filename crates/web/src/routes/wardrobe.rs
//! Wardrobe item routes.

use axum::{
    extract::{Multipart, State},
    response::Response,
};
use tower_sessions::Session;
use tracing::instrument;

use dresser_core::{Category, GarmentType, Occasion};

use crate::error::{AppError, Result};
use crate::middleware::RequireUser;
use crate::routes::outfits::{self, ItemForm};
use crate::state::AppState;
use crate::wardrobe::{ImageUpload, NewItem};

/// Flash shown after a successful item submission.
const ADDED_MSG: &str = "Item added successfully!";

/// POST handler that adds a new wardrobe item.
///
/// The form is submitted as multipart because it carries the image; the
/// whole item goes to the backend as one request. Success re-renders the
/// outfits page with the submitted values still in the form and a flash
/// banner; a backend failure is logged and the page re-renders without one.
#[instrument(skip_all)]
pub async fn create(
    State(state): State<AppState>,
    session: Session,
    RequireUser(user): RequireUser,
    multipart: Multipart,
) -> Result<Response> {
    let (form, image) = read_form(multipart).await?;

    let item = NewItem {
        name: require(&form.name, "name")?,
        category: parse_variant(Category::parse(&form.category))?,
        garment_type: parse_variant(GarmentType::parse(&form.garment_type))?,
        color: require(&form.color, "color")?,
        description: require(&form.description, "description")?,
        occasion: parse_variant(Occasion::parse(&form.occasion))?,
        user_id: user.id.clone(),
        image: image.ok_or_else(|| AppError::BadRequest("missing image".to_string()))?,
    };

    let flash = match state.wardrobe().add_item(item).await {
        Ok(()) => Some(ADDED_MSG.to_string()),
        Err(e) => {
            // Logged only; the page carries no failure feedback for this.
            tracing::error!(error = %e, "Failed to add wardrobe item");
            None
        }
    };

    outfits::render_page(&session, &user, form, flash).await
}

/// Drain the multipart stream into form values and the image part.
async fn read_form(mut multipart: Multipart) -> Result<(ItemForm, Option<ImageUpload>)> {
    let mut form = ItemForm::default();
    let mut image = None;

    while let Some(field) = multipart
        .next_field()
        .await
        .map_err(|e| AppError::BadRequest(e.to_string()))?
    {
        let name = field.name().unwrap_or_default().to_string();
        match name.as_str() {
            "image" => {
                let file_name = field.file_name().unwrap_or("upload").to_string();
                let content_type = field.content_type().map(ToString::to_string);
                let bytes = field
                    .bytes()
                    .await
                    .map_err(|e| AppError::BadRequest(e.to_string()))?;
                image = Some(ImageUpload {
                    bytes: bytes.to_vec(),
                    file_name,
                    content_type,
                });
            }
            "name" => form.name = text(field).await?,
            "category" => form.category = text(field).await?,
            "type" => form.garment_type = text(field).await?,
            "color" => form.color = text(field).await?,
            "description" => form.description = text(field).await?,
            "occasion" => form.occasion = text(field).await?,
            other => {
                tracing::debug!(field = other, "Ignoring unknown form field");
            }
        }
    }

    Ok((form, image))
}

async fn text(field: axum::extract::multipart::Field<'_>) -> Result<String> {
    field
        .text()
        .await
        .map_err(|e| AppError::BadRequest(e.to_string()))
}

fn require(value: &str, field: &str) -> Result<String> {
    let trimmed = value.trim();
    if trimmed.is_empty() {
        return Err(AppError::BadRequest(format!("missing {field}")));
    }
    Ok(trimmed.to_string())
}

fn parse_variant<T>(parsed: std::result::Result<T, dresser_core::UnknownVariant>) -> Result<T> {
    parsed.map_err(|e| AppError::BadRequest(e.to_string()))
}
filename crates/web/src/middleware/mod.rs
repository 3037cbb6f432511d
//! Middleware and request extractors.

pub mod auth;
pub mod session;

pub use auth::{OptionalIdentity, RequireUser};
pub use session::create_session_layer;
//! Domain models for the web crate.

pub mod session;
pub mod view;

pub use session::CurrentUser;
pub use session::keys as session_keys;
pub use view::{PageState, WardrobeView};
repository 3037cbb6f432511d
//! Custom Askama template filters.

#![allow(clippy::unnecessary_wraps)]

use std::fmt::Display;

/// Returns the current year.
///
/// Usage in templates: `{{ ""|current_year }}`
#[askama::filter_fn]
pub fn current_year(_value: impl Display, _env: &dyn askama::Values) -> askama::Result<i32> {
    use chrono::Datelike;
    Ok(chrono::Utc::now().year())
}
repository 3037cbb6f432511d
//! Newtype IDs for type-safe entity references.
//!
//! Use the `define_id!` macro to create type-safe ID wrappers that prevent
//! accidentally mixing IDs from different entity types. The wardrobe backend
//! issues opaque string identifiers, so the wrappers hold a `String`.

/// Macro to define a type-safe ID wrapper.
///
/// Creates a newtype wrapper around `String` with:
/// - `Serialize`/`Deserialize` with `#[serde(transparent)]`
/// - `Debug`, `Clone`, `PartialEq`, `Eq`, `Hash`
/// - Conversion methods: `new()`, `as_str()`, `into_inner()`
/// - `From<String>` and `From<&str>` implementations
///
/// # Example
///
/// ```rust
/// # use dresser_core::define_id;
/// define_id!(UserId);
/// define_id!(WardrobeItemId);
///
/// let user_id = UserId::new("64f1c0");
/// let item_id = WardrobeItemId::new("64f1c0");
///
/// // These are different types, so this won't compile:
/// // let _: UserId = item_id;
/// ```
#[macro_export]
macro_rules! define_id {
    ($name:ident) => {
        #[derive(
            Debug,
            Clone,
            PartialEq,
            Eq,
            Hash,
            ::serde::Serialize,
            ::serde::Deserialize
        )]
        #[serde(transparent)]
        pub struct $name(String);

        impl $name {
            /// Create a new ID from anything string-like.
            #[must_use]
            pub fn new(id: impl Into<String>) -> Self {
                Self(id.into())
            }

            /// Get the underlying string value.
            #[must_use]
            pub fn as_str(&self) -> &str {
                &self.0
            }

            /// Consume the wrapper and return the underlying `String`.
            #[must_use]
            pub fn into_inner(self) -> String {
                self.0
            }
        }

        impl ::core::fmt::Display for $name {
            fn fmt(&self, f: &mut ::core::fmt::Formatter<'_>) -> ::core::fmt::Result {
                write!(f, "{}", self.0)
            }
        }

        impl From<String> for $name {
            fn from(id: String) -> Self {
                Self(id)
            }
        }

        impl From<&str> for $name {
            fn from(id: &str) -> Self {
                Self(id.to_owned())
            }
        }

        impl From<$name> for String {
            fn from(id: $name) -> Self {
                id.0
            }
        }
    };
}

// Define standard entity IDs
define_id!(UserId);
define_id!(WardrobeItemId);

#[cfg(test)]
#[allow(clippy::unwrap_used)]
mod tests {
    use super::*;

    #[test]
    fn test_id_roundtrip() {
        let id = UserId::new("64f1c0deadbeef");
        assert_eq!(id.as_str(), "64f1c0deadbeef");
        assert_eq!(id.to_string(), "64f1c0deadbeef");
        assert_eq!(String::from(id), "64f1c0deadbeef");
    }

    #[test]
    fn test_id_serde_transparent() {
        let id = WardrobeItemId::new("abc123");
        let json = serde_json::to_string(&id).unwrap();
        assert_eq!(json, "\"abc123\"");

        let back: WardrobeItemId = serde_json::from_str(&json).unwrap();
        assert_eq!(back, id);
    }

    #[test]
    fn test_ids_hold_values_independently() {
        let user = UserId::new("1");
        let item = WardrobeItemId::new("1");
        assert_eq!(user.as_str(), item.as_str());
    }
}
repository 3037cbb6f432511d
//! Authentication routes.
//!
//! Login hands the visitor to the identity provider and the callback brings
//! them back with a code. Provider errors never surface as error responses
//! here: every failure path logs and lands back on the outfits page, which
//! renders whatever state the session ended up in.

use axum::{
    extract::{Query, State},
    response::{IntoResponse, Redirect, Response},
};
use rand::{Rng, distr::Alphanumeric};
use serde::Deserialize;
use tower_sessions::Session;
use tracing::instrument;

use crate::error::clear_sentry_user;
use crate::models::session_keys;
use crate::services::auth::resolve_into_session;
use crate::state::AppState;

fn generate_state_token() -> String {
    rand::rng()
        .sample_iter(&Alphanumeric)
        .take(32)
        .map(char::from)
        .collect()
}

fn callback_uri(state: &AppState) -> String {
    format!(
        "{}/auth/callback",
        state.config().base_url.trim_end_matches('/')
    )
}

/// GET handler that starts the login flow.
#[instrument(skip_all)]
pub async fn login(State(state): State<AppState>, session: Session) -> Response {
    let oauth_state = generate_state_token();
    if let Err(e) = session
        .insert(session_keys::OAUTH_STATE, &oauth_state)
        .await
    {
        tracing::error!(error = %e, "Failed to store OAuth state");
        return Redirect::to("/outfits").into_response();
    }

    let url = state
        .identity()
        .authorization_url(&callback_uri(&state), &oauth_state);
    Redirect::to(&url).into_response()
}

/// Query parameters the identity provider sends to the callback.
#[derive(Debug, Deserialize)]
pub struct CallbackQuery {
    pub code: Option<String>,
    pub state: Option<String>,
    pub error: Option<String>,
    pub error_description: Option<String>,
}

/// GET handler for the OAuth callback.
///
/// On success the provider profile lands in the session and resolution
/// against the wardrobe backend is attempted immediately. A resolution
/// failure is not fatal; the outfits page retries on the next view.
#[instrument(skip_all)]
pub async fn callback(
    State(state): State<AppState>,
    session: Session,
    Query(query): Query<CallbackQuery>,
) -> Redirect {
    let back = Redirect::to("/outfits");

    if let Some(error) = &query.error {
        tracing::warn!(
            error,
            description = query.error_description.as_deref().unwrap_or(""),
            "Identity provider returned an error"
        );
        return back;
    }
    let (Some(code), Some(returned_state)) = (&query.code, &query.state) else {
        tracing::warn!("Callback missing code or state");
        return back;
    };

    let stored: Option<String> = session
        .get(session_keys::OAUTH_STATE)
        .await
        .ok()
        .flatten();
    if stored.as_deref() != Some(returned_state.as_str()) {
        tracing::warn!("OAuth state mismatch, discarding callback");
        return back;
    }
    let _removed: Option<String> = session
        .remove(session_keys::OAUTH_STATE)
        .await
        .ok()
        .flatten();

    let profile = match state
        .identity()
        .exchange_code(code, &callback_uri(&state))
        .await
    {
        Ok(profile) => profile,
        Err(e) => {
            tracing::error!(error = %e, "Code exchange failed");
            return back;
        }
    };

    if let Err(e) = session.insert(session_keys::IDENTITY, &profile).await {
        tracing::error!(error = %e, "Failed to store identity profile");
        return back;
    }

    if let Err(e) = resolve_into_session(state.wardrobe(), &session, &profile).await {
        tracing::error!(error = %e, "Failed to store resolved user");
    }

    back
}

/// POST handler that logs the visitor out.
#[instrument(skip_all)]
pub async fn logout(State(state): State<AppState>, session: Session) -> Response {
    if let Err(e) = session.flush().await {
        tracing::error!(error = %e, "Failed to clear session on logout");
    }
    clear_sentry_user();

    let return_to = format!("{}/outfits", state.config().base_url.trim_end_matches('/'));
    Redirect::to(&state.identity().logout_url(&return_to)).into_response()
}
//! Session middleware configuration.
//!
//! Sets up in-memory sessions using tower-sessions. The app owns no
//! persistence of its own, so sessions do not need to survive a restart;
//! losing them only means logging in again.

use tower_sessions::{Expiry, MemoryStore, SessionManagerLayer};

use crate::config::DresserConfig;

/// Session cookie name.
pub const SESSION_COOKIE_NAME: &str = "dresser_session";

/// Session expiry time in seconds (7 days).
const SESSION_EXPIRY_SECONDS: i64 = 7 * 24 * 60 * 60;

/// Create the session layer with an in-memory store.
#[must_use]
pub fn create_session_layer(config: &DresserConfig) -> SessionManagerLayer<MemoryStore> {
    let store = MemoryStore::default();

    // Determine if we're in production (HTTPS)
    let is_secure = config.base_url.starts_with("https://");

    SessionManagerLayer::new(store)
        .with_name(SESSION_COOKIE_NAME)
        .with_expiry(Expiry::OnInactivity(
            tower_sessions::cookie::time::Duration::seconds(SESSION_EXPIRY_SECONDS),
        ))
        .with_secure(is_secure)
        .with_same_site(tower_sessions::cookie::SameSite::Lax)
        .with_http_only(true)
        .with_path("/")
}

__Problem description__
Copy each line of the preceding data that contains the string "bytes".

__Result of the exercise__
                let bytes = field
                    .bytes()
                    bytes: bytes.to_vec(),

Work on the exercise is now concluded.